Jovana Mihaljcic
Jovana Mihaljcic

Reputation: 87

Separating integration tests in spring boot app

I am writing tests for SpringBoot application. I would like to separate integration tests from unit tests. Now my project structure looks something like this:

├── Demo
│   ├── src
│   │   ├── main
|   |   |   └──java
│   │   ├── test
|   |   |   └──java

Is there a way to add a module like this:

├── Demo
│   ├── src
│   │   ├── main
|   |   |   └──java
│   │   ├── integrationTest
|   |   |   └──java
│   │   ├── test
|   |   |   └──java

I would like that new integrationTest module to act the same as test module, but I don't know how to configure it. I managed to add it as module, mark integrationTest/java dir as Test Sources Root and run test in it but @SpringBootTest cannot resolve ApplicationContext, and all of my beans are always null.

When I write the same test in test module, it works fine.

Is there a way to do this? Is this the right way to separate integration tests? If not, what is the best practice?

I am working in intelliJ and I am using gradle as package manager.

Upvotes: 5

Views: 5202

Answers (2)

gz90
gz90

Reputation: 41

Building on @iboisver's comment, you can separate them and are encouraged to do so in the gradle docs.
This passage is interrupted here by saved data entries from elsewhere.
//! Kubernetes API access used by the harness.
//!
//! [`ControlPlane`] is the seam between the harness and the API server;
//! [`KubeControlPlane`] is the kube-rs implementation.

use std::path::Path;

use async_trait::async_trait;
use k8s_openapi::api::core::v1::{Namespace, Pod};
use kube::api::{Api, AttachParams, DynamicObject, ListParams, LogParams, Patch, PatchParams};
use kube::config::{KubeConfigOptions, Kubeconfig};
use kube::core::GroupVersionKind;
use kube::discovery::{Discovery, Scope};
use kube::{Client, Config};
use serde::Deserialize;
use tokio::io::AsyncReadExt;
use tracing::{debug, info};

use crate::error::ControlPlaneError;
use crate::pod::PodSnapshot;

/// Field manager recorded on server-side applied objects.
const FIELD_MANAGER: &str = "ndm-e2e";

/// One document of a manifest, ready for server-side apply.
#[derive(Debug)]
struct ManifestObject {
    gvk: GroupVersionKind,
    name: String,
    object: DynamicObject,
}

/// Split a multi-document manifest into named, typed objects. Empty
/// documents are skipped.
fn parse_objects(manifest: &str) -> Result<Vec<ManifestObject>, ControlPlaneError> {
    let mut objects = Vec::new();

    for document in serde_yaml::Deserializer::from_str(manifest) {
        let value = serde_yaml::Value::deserialize(document)
            .map_err(|e| ControlPlaneError::Document(e.to_string()))?;
        if value.is_null() {
            continue;
        }

        let object: DynamicObject = serde_yaml::from_value(value)
            .map_err(|e| ControlPlaneError::Document(e.to_string()))?;
        let types = object
            .types
            .as_ref()
            .ok_or_else(|| ControlPlaneError::Document("missing apiVersion or kind".into()))?;
        let gvk = GroupVersionKind::try_from(types)
            .map_err(|e| ControlPlaneError::Document(e.to_string()))?;
        let name = object
            .metadata
            .name
            .clone()
            .ok_or_else(|| ControlPlaneError::Document(format!("{} without a name", gvk.kind)))?;

        objects.push(ManifestObject { gvk, name, object });
    }

    Ok(objects)
}

/// Operations the harness needs from the cluster's API server.
#[async_trait]
pub trait ControlPlane: Send + Sync {
    /// First pod in `namespace` whose name starts with `prefix`.
    async fn find_pod(
        &self,
        namespace: &str,
        prefix: &str,
    ) -> Result<Option<PodSnapshot>, ControlPlaneError>;

    /// Server-side apply every document of a multi-document YAML manifest.
    /// Namespaced objects without a namespace go to `default_namespace`.
    async fn apply_manifest(
        &self,
        manifest: &str,
        default_namespace: &str,
    ) -> Result<(), ControlPlaneError>;

    /// Run `command` in the pod's first container and return its stdout.
    async fn exec(
        &self,
        namespace: &str,
        pod: &str,
        command: &[String],
    ) -> Result<String, ControlPlaneError>;

    /// Current log of the pod's first container.
    async fn logs(&self, namespace: &str, pod: &str) -> Result<String, ControlPlaneError>;

    /// Phase of a namespace, or `None` if it does not exist.
    async fn namespace_phase(&self, namespace: &str) -> Result<Option<String>, ControlPlaneError>;
}

/// [`ControlPlane`] backed by a kube-rs [`Client`].
#[derive(Clone)]
pub struct KubeControlPlane {
    client: Client,
}

impl KubeControlPlane {
    /// Build a client from `kubeconfig`, or from the environment when
    /// `None`, and check that the API server answers.
    ///
    /// # Errors
    ///
    /// Returns [`ControlPlaneError::Connect`] if the configuration cannot be
    /// loaded or the API server is unreachable.
    pub async fn connect(kubeconfig: Option<&Path>) -> Result<Self, ControlPlaneError> {
        let client = match kubeconfig {
            Some(path) => {
                let kubeconfig = Kubeconfig::read_from(path).map_err(|e| {
                    ControlPlaneError::Connect(format!(
                        "failed to read kubeconfig from {}: {e}",
                        path.display()
                    ))
                })?;
                let config =
                    Config::from_custom_kubeconfig(kubeconfig, &KubeConfigOptions::default())
                        .await
                        .map_err(|e| ControlPlaneError::Connect(e.to_string()))?;
                Client::try_from(config).map_err(|e| ControlPlaneError::Connect(e.to_string()))?
            }
            None => Client::try_default()
                .await
                .map_err(|e| ControlPlaneError::Connect(e.to_string()))?,
        };

        let version = client
            .apiserver_version()
            .await
            .map_err(|e| ControlPlaneError::Connect(e.to_string()))?;
        info!(version = %version.git_version, "Connected to API server");

        Ok(Self { client })
    }
}

#[async_trait]
impl ControlPlane for KubeControlPlane {
    async fn find_pod(
        &self,
        namespace: &str,
        prefix: &str,
    ) -> Result<Option<PodSnapshot>, ControlPlaneError> {
        let pods: Api<Pod> = Api::namespaced(self.client.clone(), namespace);
        let list = pods.list(&ListParams::default()).await?;

        Ok(list
            .items
            .iter()
            .find(|pod| {
                pod.metadata
                    .name
                    .as_deref()
                    .is_some_and(|name| name.starts_with(prefix))
            })
            .map(PodSnapshot::from_pod))
    }

    async fn apply_manifest(
        &self,
        manifest: &str,
        default_namespace: &str,
    ) -> Result<(), ControlPlaneError> {
        let objects = parse_objects(manifest)?;
        let discovery = Discovery::new(self.client.clone()).run().await?;
        let params = PatchParams::apply(FIELD_MANAGER).force();

        for ManifestObject { gvk, name, object } in objects {
            let (resource, capabilities) = discovery
                .resolve_gvk(&gvk)
                .ok_or_else(|| ControlPlaneError::Document(format!("unknown kind {}", gvk.kind)))?;

            let api: Api<DynamicObject> = if capabilities.scope == Scope::Namespaced {
                let namespace = object
                    .metadata
                    .namespace
                    .as_deref()
                    .unwrap_or(default_namespace);
                Api::namespaced_with(self.client.clone(), namespace, &resource)
            } else {
                Api::all_with(self.client.clone(), &resource)
            };

            api.patch(&name, &params, &Patch::Apply(&object)).await?;
            debug!(kind = %gvk.kind, name = %name, "Applied object");
        }

        Ok(())
    }

    async fn exec(
        &self,
        namespace: &str,
        pod: &str,
        command: &[String],
    ) -> Result<String, ControlPlaneError> {
        let exec_error = |message: String| ControlPlaneError::Exec {
            pod: pod.to_string(),
            message,
        };

        let pods: Api<Pod> = Api::namespaced(self.client.clone(), namespace);
        let mut attached = pods
            .exec(pod, command.to_vec(), &AttachParams::default().stderr(false))
            .await?;

        let mut stdout = attached
            .stdout()
            .ok_or_else(|| exec_error("stdout not attached".into()))?;
        let status = attached.take_status();

        let mut output = String::new();
        stdout
            .read_to_string(&mut output)
            .await
            .map_err(|e| exec_error(e.to_string()))?;

        if let Some(status) = status {
            if let Some(status) = status.await {
                if status.status.as_deref() == Some("Failure") {
                    return Err(exec_error(status.message.unwrap_or_default()));
                }
            }
        }

        attached
            .join()
            .await
            .map_err(|e| exec_error(e.to_string()))?;

        Ok(output)
    }

    async fn logs(&self, namespace: &str, pod: &str) -> Result<String, ControlPlaneError> {
        let pods: Api<Pod> = Api::namespaced(self.client.clone(), namespace);
        Ok(pods.logs(pod, &LogParams::default()).await?)
    }

    async fn namespace_phase(&self, namespace: &str) -> Result<Option<String>, ControlPlaneError> {
        let namespaces: Api<Namespace> = Api::all(self.client.clone());
        let found = namespaces.get_opt(namespace).await?;

        Ok(found.map(|ns| ns.status.and_then(|s| s.phase).unwrap_or_default()))
    }
}
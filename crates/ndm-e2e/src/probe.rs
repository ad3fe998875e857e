//! Runs the same probe on the host and inside the workload, then compares.

use std::path::Path;

use serde_json::Value;
use thiserror::Error;
use tracing::{debug, info};

use crate::command::{CommandRunner, CommandSpec};
use crate::compare::{listings_match, trees_match, Mismatch, MountRemap};
use crate::error::CommandError;
use crate::workload::{ChainError, Workload};

/// Log lines the daemon prints once its controller loop is running.
pub const LOG_MARKERS: &[&str] = &["Started controller", "started the controller"];

/// Whether the daemon log shows a started controller.
#[must_use]
pub fn log_is_healthy(log: &str) -> bool {
    LOG_MARKERS.iter().any(|marker| log.contains(marker))
}

/// Errors from running or comparing a probe.
#[derive(Error, Debug)]
pub enum ProbeError {
    #[error("error executing `{probe}` inside pod: {source}")]
    Workload {
        probe: String,
        #[source]
        source: ChainError,
    },

    #[error("error executing `{probe}` in host: {source}")]
    Host {
        probe: String,
        #[source]
        source: CommandError,
    },

    #[error("`{probe}` output from {side} is not valid JSON: {source}")]
    Parse {
        probe: String,
        side: &'static str,
        #[source]
        source: serde_json::Error,
    },

    #[error("`{probe}` output mismatch: {source}")]
    Mismatch {
        probe: String,
        #[source]
        source: Mismatch,
    },
}

/// Host and workload probe runner.
pub struct Prober<'a> {
    workload: &'a Workload,
    runner: &'a dyn CommandRunner,
    remap: &'a MountRemap,
}

impl<'a> Prober<'a> {
    #[must_use]
    pub fn new(workload: &'a Workload, runner: &'a dyn CommandRunner, remap: &'a MountRemap) -> Self {
        Self {
            workload,
            runner,
            remap,
        }
    }

    /// Compare `lsblk -J` inside `pod` with the host.
    ///
    /// # Errors
    ///
    /// Returns [`ProbeError`] if either side fails to run or parse, or the
    /// trees differ.
    pub async fn device_tree(&self, pod: &str) -> Result<(), ProbeError> {
        let probe = "lsblk -J".to_string();
        let command = vec!["lsblk".to_string(), "-J".to_string()];

        let in_pod = self
            .workload
            .exec(pod, &command)
            .await
            .map_err(|source| ProbeError::Workload {
                probe: probe.clone(),
                source,
            })?;
        let in_pod = parse_tree(&probe, "pod", &in_pod)?;

        let in_host = self
            .runner
            .run(&CommandSpec::new("lsblk", ["-J"]))
            .map_err(|source| ProbeError::Host {
                probe: probe.clone(),
                source,
            })?;
        let in_host = parse_tree(&probe, "host", &in_host)?;

        trees_match(&in_host, &in_pod, self.remap)
            .map_err(|source| ProbeError::Mismatch { probe, source })?;
        info!("lsblk output OK");
        Ok(())
    }

    /// Compare `ndm device list` inside `pod` with the host binary at
    /// `host_ndm`.
    ///
    /// # Errors
    ///
    /// Returns [`ProbeError`] if either side fails to run or the listings
    /// differ.
    pub async fn device_list(&self, pod: &str, host_ndm: &Path) -> Result<(), ProbeError> {
        let probe = "ndm device list".to_string();
        let command = vec!["ndm".to_string(), "device".to_string(), "list".to_string()];

        let in_pod = self
            .workload
            .exec(pod, &command)
            .await
            .map_err(|source| ProbeError::Workload {
                probe: probe.clone(),
                source,
            })?;

        let host_binary = host_ndm.display().to_string();
        let in_host = self
            .runner
            .run(&CommandSpec::new(host_binary, ["device", "list"]))
            .map_err(|source| ProbeError::Host {
                probe: probe.clone(),
                source,
            })?;

        debug!(in_pod = %in_pod, in_host = %in_host, "ndm device list output");
        listings_match(&in_host, &in_pod, self.remap)
            .map_err(|source| ProbeError::Mismatch { probe, source })?;
        info!("ndm output OK");
        Ok(())
    }
}

fn parse_tree(probe: &str, side: &'static str, output: &str) -> Result<Value, ProbeError> {
    serde_json::from_str(output).map_err(|source| ProbeError::Parse {
        probe: probe.to_string(),
        side,
        source,
    })
}

#[cfg(test)]
mod tests {
    use super::*;
    use crate::command::MockCommandRunner;
    use crate::testing::FakeControlPlane;
    use std::sync::Arc;

    const HOST_LSBLK: &str = r#"{"blockdevices": [
        {"name": "sda", "maj:min": "8:0", "rm": false, "size": "50G", "ro": false,
         "type": "disk", "mountpoints": [null],
         "children": [
            {"name": "sda1", "maj:min": "8:1", "rm": false, "size": "49G", "ro": false,
             "type": "part", "mountpoints": ["/"]}
         ]}
    ]}"#;

    fn host_runner(lsblk: &'static str, ndm: &'static str) -> Arc<MockCommandRunner> {
        let mut runner = MockCommandRunner::new();
        runner
            .expect_run()
            .withf(|spec| spec.program == "lsblk")
            .returning(move |_| Ok(lsblk.to_string()));
        runner
            .expect_run()
            .withf(|spec| spec.program.ends_with("/ndm") && spec.args == ["device", "list"])
            .returning(move |_| Ok(ndm.to_string()));
        Arc::new(runner)
    }

    #[test]
    fn test_log_markers() {
        assert!(log_is_healthy("I0101 setup\nI0101 Started controller\n"));
        assert!(log_is_healthy("started the controller"));
        assert!(!log_is_healthy("E0101 failed to list devices"));
    }

    #[tokio::test]
    async fn test_device_tree_matches_remapped_pod_output() {
        let plane = Arc::new(FakeControlPlane::default());
        plane.set_exec("lsblk -J", &HOST_LSBLK.replace(r#"["/"]"#, r#"["/etc/hosts"]"#));

        let runner = host_runner(HOST_LSBLK, "");
        let workload = Workload::new(plane, runner.clone(), "default");
        let remap = MountRemap::default();
        let prober = Prober::new(&workload, runner.as_ref(), &remap);

        prober.device_tree("node-disk-manager-x7k2p").await.unwrap();
    }

    #[tokio::test]
    async fn test_device_tree_mismatch() {
        let plane = Arc::new(FakeControlPlane::default());
        plane.set_exec("lsblk -J", &HOST_LSBLK.replace(r#""size": "50G""#, r#""size": "40G""#));

        let runner = host_runner(HOST_LSBLK, "");
        let workload = Workload::new(plane, runner.clone(), "default");
        let remap = MountRemap::default();
        let prober = Prober::new(&workload, runner.as_ref(), &remap);

        let err = prober.device_tree("node-disk-manager-x7k2p").await.unwrap_err();
        match err {
            ProbeError::Mismatch { source, .. } => assert_eq!(source.path, "blockdevices[0].size"),
            other => panic!("expected mismatch, got {other}"),
        }
    }

    #[tokio::test]
    async fn test_device_tree_rejects_invalid_json() {
        let plane = Arc::new(FakeControlPlane::default());
        plane.set_exec("lsblk -J", "{'blockdevices': None}");

        let runner = host_runner(HOST_LSBLK, "");
        let workload = Workload::new(plane, runner.clone(), "default");
        let remap = MountRemap::default();
        let prober = Prober::new(&workload, runner.as_ref(), &remap);

        let err = prober.device_tree("node-disk-manager-x7k2p").await.unwrap_err();
        assert!(matches!(err, ProbeError::Parse { side: "pod", .. }));
    }

    #[tokio::test]
    async fn test_device_list_ignores_table_layout() {
        let plane = Arc::new(FakeControlPlane::default());
        plane.set_exec(
            "ndm device list",
            "Name  Path      Mountpoint\n----  ----      ----------\nsda1  /dev/sda1 /etc/hosts/boot\n",
        );

        let runner = host_runner(
            "",
            "Name Path Mountpoint\n---- ---- ----------\nsda1 /dev/sda1 /boot\n",
        );
        let workload = Workload::new(plane, runner.clone(), "default");
        let remap = MountRemap::default();
        let prober = Prober::new(&workload, runner.as_ref(), &remap);

        prober
            .device_list(
                "node-disk-manager-x7k2p",
                Path::new("/go/src/github.com/openebs/node-disk-manager/bin/amd64/ndm"),
            )
            .await
            .unwrap();
    }
}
You basically have to:

  1. Create a new directory under src (i.e. src/integrationTest)
  2. Add the source set in the build.gradle file along with it's configurations:
sourceSets {
    integrationTest {
        compileClasspath += sourceSets.main.output + sourceSets.test.output
        runtimeClasspath += sourceSets.main.output + sourceSets.test.output
    }
}

configurations {
    integrationTestImplementation.extendsFrom testImplementation
    integrationTestRuntimeOnly.extendsFrom testRuntime
}
  1. Create an integrationTests task to run your integration tests, and attach it to the check task (also in build.gradle):
task integrationTest(type: Test) {
    description = 'Runs integration tests.'
    group = 'verification'

    testClassesDirs = sourceSets.integrationTest.output.classesDirs
    classpath = sourceSets.integrationTest.runtimeClasspath
    shouldRunAfter test
}

check.dependsOn integrationTest

I found a couple of very helpful articles (1, 2) that guided me on my own integration test setup.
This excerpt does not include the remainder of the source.